**THE PROBLEM:** Send back the records in full, character for character.

**THE DATA:**

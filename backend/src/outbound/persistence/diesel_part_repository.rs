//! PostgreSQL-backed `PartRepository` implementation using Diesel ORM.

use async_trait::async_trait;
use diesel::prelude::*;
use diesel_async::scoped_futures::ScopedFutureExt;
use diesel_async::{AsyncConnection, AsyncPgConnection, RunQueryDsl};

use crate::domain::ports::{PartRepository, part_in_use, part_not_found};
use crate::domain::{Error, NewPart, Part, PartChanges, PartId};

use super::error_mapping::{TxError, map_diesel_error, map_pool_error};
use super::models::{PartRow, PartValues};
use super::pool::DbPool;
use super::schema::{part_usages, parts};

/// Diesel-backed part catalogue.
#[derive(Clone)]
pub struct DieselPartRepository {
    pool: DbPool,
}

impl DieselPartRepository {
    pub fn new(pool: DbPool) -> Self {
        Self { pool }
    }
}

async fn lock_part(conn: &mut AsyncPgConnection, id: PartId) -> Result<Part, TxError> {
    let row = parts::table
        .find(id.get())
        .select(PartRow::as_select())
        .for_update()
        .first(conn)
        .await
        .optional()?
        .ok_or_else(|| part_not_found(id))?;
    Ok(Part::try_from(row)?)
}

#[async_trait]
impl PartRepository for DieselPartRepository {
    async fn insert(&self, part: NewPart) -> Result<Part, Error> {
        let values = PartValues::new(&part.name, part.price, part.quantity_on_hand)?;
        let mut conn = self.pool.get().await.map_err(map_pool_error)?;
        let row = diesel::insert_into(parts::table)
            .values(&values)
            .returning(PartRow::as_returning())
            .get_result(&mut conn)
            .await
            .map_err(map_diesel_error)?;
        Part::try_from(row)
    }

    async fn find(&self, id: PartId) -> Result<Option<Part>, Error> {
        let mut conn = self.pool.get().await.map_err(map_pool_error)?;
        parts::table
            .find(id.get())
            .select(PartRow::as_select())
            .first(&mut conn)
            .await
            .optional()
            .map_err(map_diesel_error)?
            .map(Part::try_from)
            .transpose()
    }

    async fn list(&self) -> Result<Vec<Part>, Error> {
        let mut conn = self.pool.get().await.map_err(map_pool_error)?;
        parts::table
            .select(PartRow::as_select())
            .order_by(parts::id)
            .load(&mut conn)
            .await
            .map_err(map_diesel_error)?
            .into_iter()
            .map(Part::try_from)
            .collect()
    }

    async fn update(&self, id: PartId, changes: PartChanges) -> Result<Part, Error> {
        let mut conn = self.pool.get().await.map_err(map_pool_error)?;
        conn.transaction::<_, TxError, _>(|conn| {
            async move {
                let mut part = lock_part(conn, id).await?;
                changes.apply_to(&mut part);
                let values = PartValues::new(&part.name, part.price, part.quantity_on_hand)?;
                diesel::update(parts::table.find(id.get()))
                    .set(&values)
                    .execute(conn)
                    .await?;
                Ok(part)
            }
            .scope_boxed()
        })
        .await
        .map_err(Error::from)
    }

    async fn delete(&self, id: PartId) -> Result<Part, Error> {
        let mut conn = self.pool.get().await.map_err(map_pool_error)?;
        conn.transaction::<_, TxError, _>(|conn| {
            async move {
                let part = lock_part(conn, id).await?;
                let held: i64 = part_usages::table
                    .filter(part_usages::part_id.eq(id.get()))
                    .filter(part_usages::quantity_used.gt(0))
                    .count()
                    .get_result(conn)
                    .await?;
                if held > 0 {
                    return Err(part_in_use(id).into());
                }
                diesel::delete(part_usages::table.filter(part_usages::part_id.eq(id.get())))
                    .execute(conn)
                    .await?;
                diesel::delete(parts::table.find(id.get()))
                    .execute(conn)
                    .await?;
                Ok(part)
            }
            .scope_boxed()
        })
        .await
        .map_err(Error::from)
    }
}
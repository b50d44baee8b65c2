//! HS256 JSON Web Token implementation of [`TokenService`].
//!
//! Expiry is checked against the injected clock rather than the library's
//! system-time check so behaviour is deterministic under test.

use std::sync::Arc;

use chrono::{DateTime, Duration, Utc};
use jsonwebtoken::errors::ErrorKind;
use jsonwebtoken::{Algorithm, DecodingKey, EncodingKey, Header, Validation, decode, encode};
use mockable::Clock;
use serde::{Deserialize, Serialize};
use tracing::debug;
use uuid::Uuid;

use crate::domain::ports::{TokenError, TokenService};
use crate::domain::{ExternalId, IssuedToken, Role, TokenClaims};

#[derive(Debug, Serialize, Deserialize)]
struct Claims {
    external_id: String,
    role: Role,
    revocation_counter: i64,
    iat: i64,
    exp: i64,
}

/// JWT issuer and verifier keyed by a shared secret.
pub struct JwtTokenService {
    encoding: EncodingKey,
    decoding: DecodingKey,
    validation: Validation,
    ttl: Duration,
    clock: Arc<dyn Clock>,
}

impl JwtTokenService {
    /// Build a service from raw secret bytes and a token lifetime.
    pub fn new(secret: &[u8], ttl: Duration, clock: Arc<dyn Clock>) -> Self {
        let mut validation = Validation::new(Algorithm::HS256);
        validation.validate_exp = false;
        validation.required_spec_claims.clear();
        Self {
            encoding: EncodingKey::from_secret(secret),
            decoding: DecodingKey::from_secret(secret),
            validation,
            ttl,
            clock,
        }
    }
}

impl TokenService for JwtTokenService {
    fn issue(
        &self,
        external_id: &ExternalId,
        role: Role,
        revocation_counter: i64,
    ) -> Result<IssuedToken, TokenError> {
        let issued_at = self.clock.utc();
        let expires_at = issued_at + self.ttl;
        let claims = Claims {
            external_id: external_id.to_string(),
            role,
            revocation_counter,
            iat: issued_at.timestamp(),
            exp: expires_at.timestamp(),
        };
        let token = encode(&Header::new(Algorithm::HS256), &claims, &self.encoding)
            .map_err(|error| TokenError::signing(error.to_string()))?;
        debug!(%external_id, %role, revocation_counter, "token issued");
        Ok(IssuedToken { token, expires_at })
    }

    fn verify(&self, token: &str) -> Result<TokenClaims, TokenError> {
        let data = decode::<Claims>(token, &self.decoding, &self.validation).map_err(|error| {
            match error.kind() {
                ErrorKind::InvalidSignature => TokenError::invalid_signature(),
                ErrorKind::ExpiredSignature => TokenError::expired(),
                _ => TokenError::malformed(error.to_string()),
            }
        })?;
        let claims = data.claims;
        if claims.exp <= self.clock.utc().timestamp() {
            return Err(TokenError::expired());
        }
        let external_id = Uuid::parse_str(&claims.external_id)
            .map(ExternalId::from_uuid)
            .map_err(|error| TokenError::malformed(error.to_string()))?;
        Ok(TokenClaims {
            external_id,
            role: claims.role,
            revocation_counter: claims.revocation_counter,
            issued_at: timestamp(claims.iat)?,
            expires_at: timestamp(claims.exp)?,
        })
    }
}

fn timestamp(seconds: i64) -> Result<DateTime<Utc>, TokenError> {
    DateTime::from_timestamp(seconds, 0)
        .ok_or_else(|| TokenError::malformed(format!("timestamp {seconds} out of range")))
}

**YOUR SOLUTION:**
filename backend/src/outbound/persistence/diesel_part_repository.rs
//! PostgreSQL-backed `PartRepository` implementation using Diesel ORM.

use async_trait::async_trait;
use diesel::prelude::*;
use diesel_async::scoped_futures::ScopedFutureExt;
use diesel_async::{AsyncConnection, AsyncPgConnection, RunQueryDsl};

use crate::domain::ports::{PartRepository, part_in_use, part_not_found};
use crate::domain::{Error, NewPart, Part, PartChanges, PartId};

use super::error_mapping::{TxError, map_diesel_error, map_pool_error};
use super::models::{PartRow, PartValues};
use super::pool::DbPool;
use super::schema::{part_usages, parts};

/// Diesel-backed part catalogue.
#[derive(Clone)]
pub struct DieselPartRepository {
    pool: DbPool,
}

impl DieselPartRepository {
    pub fn new(pool: DbPool) -> Self {
        Self { pool }
    }
}

async fn lock_part(conn: &mut AsyncPgConnection, id: PartId) -> Result<Part, TxError> {
    let row = parts::table
        .find(id.get())
        .select(PartRow::as_select())
        .for_update()
        .first(conn)
        .await
        .optional()?
        .ok_or_else(|| part_not_found(id))?;
    Ok(Part::try_from(row)?)
}

#[async_trait]
impl PartRepository for DieselPartRepository {
    async fn insert(&self, part: NewPart) -> Result<Part, Error> {
        let values = PartValues::new(&part.name, part.price, part.quantity_on_hand)?;
        let mut conn = self.pool.get().await.map_err(map_pool_error)?;
        let row = diesel::insert_into(parts::table)
            .values(&values)
            .returning(PartRow::as_returning())
            .get_result(&mut conn)
            .await
            .map_err(map_diesel_error)?;
        Part::try_from(row)
    }

    async fn find(&self, id: PartId) -> Result<Option<Part>, Error> {
        let mut conn = self.pool.get().await.map_err(map_pool_error)?;
        parts::table
            .find(id.get())
            .select(PartRow::as_select())
            .first(&mut conn)
            .await
            .optional()
            .map_err(map_diesel_error)?
            .map(Part::try_from)
            .transpose()
    }

    async fn list(&self) -> Result<Vec<Part>, Error> {
        let mut conn = self.pool.get().await.map_err(map_pool_error)?;
        parts::table
            .select(PartRow::as_select())
            .order_by(parts::id)
            .load(&mut conn)
            .await
            .map_err(map_diesel_error)?
            .into_iter()
            .map(Part::try_from)
            .collect()
    }

    async fn update(&self, id: PartId, changes: PartChanges) -> Result<Part, Error> {
        let mut conn = self.pool.get().await.map_err(map_pool_error)?;
        conn.transaction::<_, TxError, _>(|conn| {
            async move {
                let mut part = lock_part(conn, id).await?;
                changes.apply_to(&mut part);
                let values = PartValues::new(&part.name, part.price, part.quantity_on_hand)?;
                diesel::update(parts::table.find(id.get()))
                    .set(&values)
                    .execute(conn)
                    .await?;
                Ok(part)
            }
            .scope_boxed()
        })
        .await
        .map_err(Error::from)
    }

    async fn delete(&self, id: PartId) -> Result<Part, Error> {
        let mut conn = self.pool.get().await.map_err(map_pool_error)?;
        conn.transaction::<_, TxError, _>(|conn| {
            async move {
                let part = lock_part(conn, id).await?;
                let held: i64 = part_usages::table
                    .filter(part_usages::part_id.eq(id.get()))
                    .filter(part_usages::quantity_used.gt(0))
                    .count()
                    .get_result(conn)
                    .await?;
                if held > 0 {
                    return Err(part_in_use(id).into());
                }
                diesel::delete(part_usages::table.filter(part_usages::part_id.eq(id.get())))
                    .execute(conn)
                    .await?;
                diesel::delete(parts::table.find(id.get()))
                    .execute(conn)
                    .await?;
                Ok(part)
            }
            .scope_boxed()
        })
        .await
        .map_err(Error::from)
    }
}
repository b50d44baee8b65c2
//! HS256 JSON Web Token implementation of [`TokenService`].
//!
//! Expiry is checked against the injected clock rather than the library's
//! system-time check so behaviour is deterministic under test.

use std::sync::Arc;

use chrono::{DateTime, Duration, Utc};
use jsonwebtoken::errors::ErrorKind;
use jsonwebtoken::{Algorithm, DecodingKey, EncodingKey, Header, Validation, decode, encode};
use mockable::Clock;
use serde::{Deserialize, Serialize};
use tracing::debug;
use uuid::Uuid;

use crate::domain::ports::{TokenError, TokenService};
use crate::domain::{ExternalId, IssuedToken, Role, TokenClaims};

#[derive(Debug, Serialize, Deserialize)]
struct Claims {
    external_id: String,
    role: Role,
    revocation_counter: i64,
    iat: i64,
    exp: i64,
}

/// JWT issuer and verifier keyed by a shared secret.
pub struct JwtTokenService {
    encoding: EncodingKey,
    decoding: DecodingKey,
    validation: Validation,
    ttl: Duration,
    clock: Arc<dyn Clock>,
}

impl JwtTokenService {
    /// Build a service from raw secret bytes and a token lifetime.
    pub fn new(secret: &[u8], ttl: Duration, clock: Arc<dyn Clock>) -> Self {
        let mut validation = Validation::new(Algorithm::HS256);
        validation.validate_exp = false;
        validation.required_spec_claims.clear();
        Self {
            encoding: EncodingKey::from_secret(secret),
            decoding: DecodingKey::from_secret(secret),
            validation,
            ttl,
            clock,
        }
    }
}

impl TokenService for JwtTokenService {
    fn issue(
        &self,
        external_id: &ExternalId,
        role: Role,
        revocation_counter: i64,
    ) -> Result<IssuedToken, TokenError> {
        let issued_at = self.clock.utc();
        let expires_at = issued_at + self.ttl;
        let claims = Claims {
            external_id: external_id.to_string(),
            role,
            revocation_counter,
            iat: issued_at.timestamp(),
            exp: expires_at.timestamp(),
        };
        let token = encode(&Header::new(Algorithm::HS256), &claims, &self.encoding)
            .map_err(|error| TokenError::signing(error.to_string()))?;
        debug!(%external_id, %role, revocation_counter, "token issued");
        Ok(IssuedToken { token, expires_at })
    }

    fn verify(&self, token: &str) -> Result<TokenClaims, TokenError> {
        let data = decode::<Claims>(token, &self.decoding, &self.validation).map_err(|error| {
            match error.kind() {
                ErrorKind::InvalidSignature => TokenError::invalid_signature(),
                ErrorKind::ExpiredSignature => TokenError::expired(),
                _ => TokenError::malformed(error.to_string()),
            }
        })?;
        let claims = data.claims;
        if claims.exp <= self.clock.utc().timestamp() {
            return Err(TokenError::expired());
        }
        let external_id = Uuid::parse_str(&claims.external_id)
            .map(ExternalId::from_uuid)
            .map_err(|error| TokenError::malformed(error.to_string()))?;
        Ok(TokenClaims {
            external_id,
            role: claims.role,
            revocation_counter: claims.revocation_counter,
            issued_at: timestamp(claims.iat)?,
            expires_at: timestamp(claims.exp)?,
        })
    }
}

fn timestamp(seconds: i64) -> Result<DateTime<Utc>, TokenError> {
    DateTime::from_timestamp(seconds, 0)
        .ok_or_else(|| TokenError::malformed(format!("timestamp {seconds} out of range")))
}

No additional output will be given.